** WHAT TO DO **
The response must consist of all the entries, duplicated without alteration.
START INFORMATION PROVIDED
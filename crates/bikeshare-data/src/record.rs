//! Rental record model and row validation

use bikeshare_common::{
    weekday_from_code, year_from_offset, BikeshareError, Result, Season, WeatherSituation,
};
use chrono::{NaiveDate, Weekday};
use serde::{Deserialize, Serialize};

/// Which dataset table a row comes from
#[derive(Debug, Clone, Copy, PartialEq, Eq, Serialize, Deserialize)]
pub enum TableKind {
    /// One row per day (`main_day.csv`)
    Daily,
    /// One row per day and hour (`main_hour.csv`)
    Hourly,
}

impl TableKind {
    pub fn name(self) -> &'static str {
        match self {
            TableKind::Daily => "daily",
            TableKind::Hourly => "hourly",
        }
    }
}

/// A validated rental row.
///
/// Environmental readings stay normalized to `[0, 1]`; they are scaled back
/// to real units only when bucketized for display.
#[derive(Debug, Clone, PartialEq, Serialize)]
pub struct RentalRecord {
    pub date: NaiveDate,
    /// Hour of day, present for hourly rows only
    pub hour: Option<u8>,
    pub season: Season,
    /// Calendar year (2011 or 2012)
    pub year: i32,
    /// Month of year, 1-12
    pub month: u32,
    pub holiday: bool,
    pub weekday: Weekday,
    pub workingday: bool,
    pub weather: WeatherSituation,
    /// Normalized temperature
    pub temp: f64,
    /// Normalized feeling temperature
    pub atemp: f64,
    /// Normalized humidity
    pub humidity: f64,
    /// Normalized windspeed
    pub windspeed: f64,
    pub casual: u64,
    pub registered: u64,
    pub total: u64,
}

/// Row as it appears in the CSV; unknown columns are ignored
#[derive(Debug, Clone, Deserialize)]
pub(crate) struct RawRow {
    pub dteday: NaiveDate,
    pub season: u8,
    pub yr: u8,
    pub mnth: u8,
    #[serde(default)]
    pub hr: Option<u8>,
    pub holiday: u8,
    pub weekday: u8,
    pub workingday: u8,
    pub weathersit: u8,
    pub temp: f64,
    pub atemp: f64,
    pub hum: f64,
    pub windspeed: f64,
    pub casual: u64,
    pub registered: u64,
    pub cnt: u64,
}

impl RawRow {
    /// Decode the categorical codes and check every row invariant
    pub(crate) fn into_record(self, kind: TableKind) -> Result<RentalRecord> {
        let hour = match (kind, self.hr) {
            (TableKind::Daily, _) => None,
            (TableKind::Hourly, Some(hr)) if hr <= 23 => Some(hr),
            (TableKind::Hourly, Some(hr)) => {
                return Err(BikeshareError::validation_field(
                    format!("hour {hr} is outside 0-23"),
                    "hr",
                ))
            }
            (TableKind::Hourly, None) => {
                return Err(BikeshareError::validation_field(
                    "hourly row is missing the hour",
                    "hr",
                ))
            }
        };

        if !(1..=12).contains(&self.mnth) {
            return Err(BikeshareError::validation_field(
                format!("month {} is outside 1-12", self.mnth),
                "mnth",
            ));
        }

        let readings = [
            ("temp", self.temp),
            ("atemp", self.atemp),
            ("hum", self.hum),
            ("windspeed", self.windspeed),
        ];
        for (field, value) in readings {
            if !(0.0..=1.0).contains(&value) {
                return Err(BikeshareError::validation_field(
                    format!("{field} reading {value} is outside [0, 1]"),
                    field,
                ));
            }
        }

        if self.casual.checked_add(self.registered) != Some(self.cnt) {
            return Err(BikeshareError::validation_field(
                format!(
                    "cnt {} does not equal casual {} + registered {}",
                    self.cnt, self.casual, self.registered
                ),
                "cnt",
            ));
        }

        Ok(RentalRecord {
            date: self.dteday,
            hour,
            season: Season::try_from(self.season)?,
            year: year_from_offset(self.yr)?,
            month: u32::from(self.mnth),
            holiday: decode_flag(self.holiday, "holiday")?,
            weekday: weekday_from_code(self.weekday)?,
            workingday: decode_flag(self.workingday, "workingday")?,
            weather: WeatherSituation::try_from(self.weathersit)?,
            temp: self.temp,
            atemp: self.atemp,
            humidity: self.hum,
            windspeed: self.windspeed,
            casual: self.casual,
            registered: self.registered,
            total: self.cnt,
        })
    }
}

fn decode_flag(value: u8, field: &str) -> Result<bool> {
    match value {
        0 => Ok(false),
        1 => Ok(true),
        other => Err(BikeshareError::validation_field(
            format!("{field} flag {other} is not 0 or 1"),
            field,
        )),
    }
}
END INFORMATION PROVIDED
** SOLUTION TO THE PROBLEM **
filename crates/bikeshare-data/src/record.rs
//! Rental record model and row validation

use bikeshare_common::{
    weekday_from_code, year_from_offset, BikeshareError, Result, Season, WeatherSituation,
};
use chrono::{NaiveDate, Weekday};
use serde::{Deserialize, Serialize};

/// Which dataset table a row comes from
#[derive(Debug, Clone, Copy, PartialEq, Eq, Serialize, Deserialize)]
pub enum TableKind {
    /// One row per day (`main_day.csv`)
    Daily,
    /// One row per day and hour (`main_hour.csv`)
    Hourly,
}

impl TableKind {
    pub fn name(self) -> &'static str {
        match self {
            TableKind::Daily => "daily",
            TableKind::Hourly => "hourly",
        }
    }
}

/// A validated rental row.
///
/// Environmental readings stay normalized to `[0, 1]`; they are scaled back
/// to real units only when bucketized for display.
#[derive(Debug, Clone, PartialEq, Serialize)]
pub struct RentalRecord {
    pub date: NaiveDate,
    /// Hour of day, present for hourly rows only
    pub hour: Option<u8>,
    pub season: Season,
    /// Calendar year (2011 or 2012)
    pub year: i32,
    /// Month of year, 1-12
    pub month: u32,
    pub holiday: bool,
    pub weekday: Weekday,
    pub workingday: bool,
    pub weather: WeatherSituation,
    /// Normalized temperature
    pub temp: f64,
    /// Normalized feeling temperature
    pub atemp: f64,
    /// Normalized humidity
    pub humidity: f64,
    /// Normalized windspeed
    pub windspeed: f64,
    pub casual: u64,
    pub registered: u64,
    pub total: u64,
}

/// Row as it appears in the CSV; unknown columns are ignored
#[derive(Debug, Clone, Deserialize)]
pub(crate) struct RawRow {
    pub dteday: NaiveDate,
    pub season: u8,
    pub yr: u8,
    pub mnth: u8,
    #[serde(default)]
    pub hr: Option<u8>,
    pub holiday: u8,
    pub weekday: u8,
    pub workingday: u8,
    pub weathersit: u8,
    pub temp: f64,
    pub atemp: f64,
    pub hum: f64,
    pub windspeed: f64,
    pub casual: u64,
    pub registered: u64,
    pub cnt: u64,
}

impl RawRow {
    /// Decode the categorical codes and check every row invariant
    pub(crate) fn into_record(self, kind: TableKind) -> Result<RentalRecord> {
        let hour = match (kind, self.hr) {
            (TableKind::Daily, _) => None,
            (TableKind::Hourly, Some(hr)) if hr <= 23 => Some(hr),
            (TableKind::Hourly, Some(hr)) => {
                return Err(BikeshareError::validation_field(
                    format!("hour {hr} is outside 0-23"),
                    "hr",
                ))
            }
            (TableKind::Hourly, None) => {
                return Err(BikeshareError::validation_field(
                    "hourly row is missing the hour",
                    "hr",
                ))
            }
        };

        if !(1..=12).contains(&self.mnth) {
            return Err(BikeshareError::validation_field(
                format!("month {} is outside 1-12", self.mnth),
                "mnth",
            ));
        }

        let readings = [
            ("temp", self.temp),
            ("atemp", self.atemp),
            ("hum", self.hum),
            ("windspeed", self.windspeed),
        ];
        for (field, value) in readings {
            if !(0.0..=1.0).contains(&value) {
                return Err(BikeshareError::validation_field(
                    format!("{field} reading {value} is outside [0, 1]"),
                    field,
                ));
            }
        }

        if self.casual.checked_add(self.registered) != Some(self.cnt) {
            return Err(BikeshareError::validation_field(
                format!(
                    "cnt {} does not equal casual {} + registered {}",
                    self.cnt, self.casual, self.registered
                ),
                "cnt",
            ));
        }

        Ok(RentalRecord {
            date: self.dteday,
            hour,
            season: Season::try_from(self.season)?,
            year: year_from_offset(self.yr)?,
            month: u32::from(self.mnth),
            holiday: decode_flag(self.holiday, "holiday")?,
            weekday: weekday_from_code(self.weekday)?,
            workingday: decode_flag(self.workingday, "workingday")?,
            weather: WeatherSituation::try_from(self.weathersit)?,
            temp: self.temp,
            atemp: self.atemp,
            humidity: self.hum,
            windspeed: self.windspeed,
            casual: self.casual,
            registered: self.registered,
            total: self.cnt,
        })
    }
}

fn decode_flag(value: u8, field: &str) -> Result<bool> {
    match value {
        0 => Ok(false),
        1 => Ok(true),
        other => Err(BikeshareError::validation_field(
            format!("{field} flag {other} is not 0 or 1"),
            field,
        )),
    }
}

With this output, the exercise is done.